Frasier: Just that all important last puff. [stubbs it out for her]
  Boone: Well see that it is! Well, Dr. Crane, I'm heading out of 
         town for three days. When I get back on Sunday, I expect my 
         little gal here to be smoke free by then.
Frasier: [worried] In three days?
  Boone: Now, you do whatever it takes to help her, doc! Drugs, 
         straight jackets, electro shock...
   Bebe: You see how he dotes on me.

[Scene Three - Frasier's Apartment.
Bebe is laying on the couch as Frasier wanders around the room 
creating a stereotypical psychiatrist scene.]

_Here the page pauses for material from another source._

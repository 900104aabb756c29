pub mod convert;
pub mod plan;
pub mod resolve;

Frasier: Excellent progress, Bebe! You've really dived into the 
         emotional void that is the route of your addiction. Your 
         fear of abandonment, your fear of those you trust will 
         suddenly turn their backs when you expect them to... 
         [doorbell sounds] Excuse me. 
   Bebe: My God, it all seems so clear now. You're a miracle worker.
Frasier: If I had a dime for every time... well...[opens door] Niles!
  Niles: Hello Frasier, I noticed you were out of capers the other 
         night so I got you this. 

[Niles takes a massive jar of capers out of his bag. Frasier holds 
it.]

Frasier: Thank you Niles, but why so many?
  Niles: I just discovered a place called "Price Buster's Warehouse".  
         You have to buy in bulk, but the savings are extraordinary 
         and they have a huge selection. I found french fries and 
         french doors in the same aisle. 
Frasier: Well, the next time you go back be sure to buy me a thousand 
         swordfish so I can use these up!
  Niles: You laugh, but I could do it like that. [clicks fingers] So, 
         how goes the great smoke-out?
   Bebe: Until today, I had no idea what a brilliant therapist your 
         brother is. He has tunneled his way into the very depths of 
         my psyche. 
  Niles: Well, let's hope he sent a canary down first.
   Bebe: Well, I'll be running along. [to Frasier] I'll see you at 
         ten tomorrow, and in the mean time, it's exercise, lots of 
         fresh spring water and nicotine gum for cravings.
Frasier: That's my girl.
  Niles: Oh, Bebe, you know I'm writing a paper on addiction and I'd 
         love to ask you some questions unless there's some reason 
         you're eager to be off?
   Bebe: [covering up:] Me? No. No, not at all.
  Niles: Well, I just need to discuss a personal matter with Frasier, 
         first.
   Bebe: Of course, I'll give you some privacy. Time for my water 
         anyway. [exits to kitchen]
Frasier: Yes Niles?
  Niles: Let her out that door, she'll smoke half a pack before the 
         elevator hits the lobby.
Frasier: How do you know that? You hardly spoke to her.
  Niles: Well, obviously you didn't see the crazed cunning glint in 
         her eyes.
Frasier: She always looks like that, she's an agent.
  Niles: I know about addiction. It was the exact same look Maris 
         used to get during the cough syrup years. The only way to 
         deal with it is to lock her up, take her money and watch her 
         like a hawk until it's out of her system.
Frasier: That means she would have to stay here for the weekend.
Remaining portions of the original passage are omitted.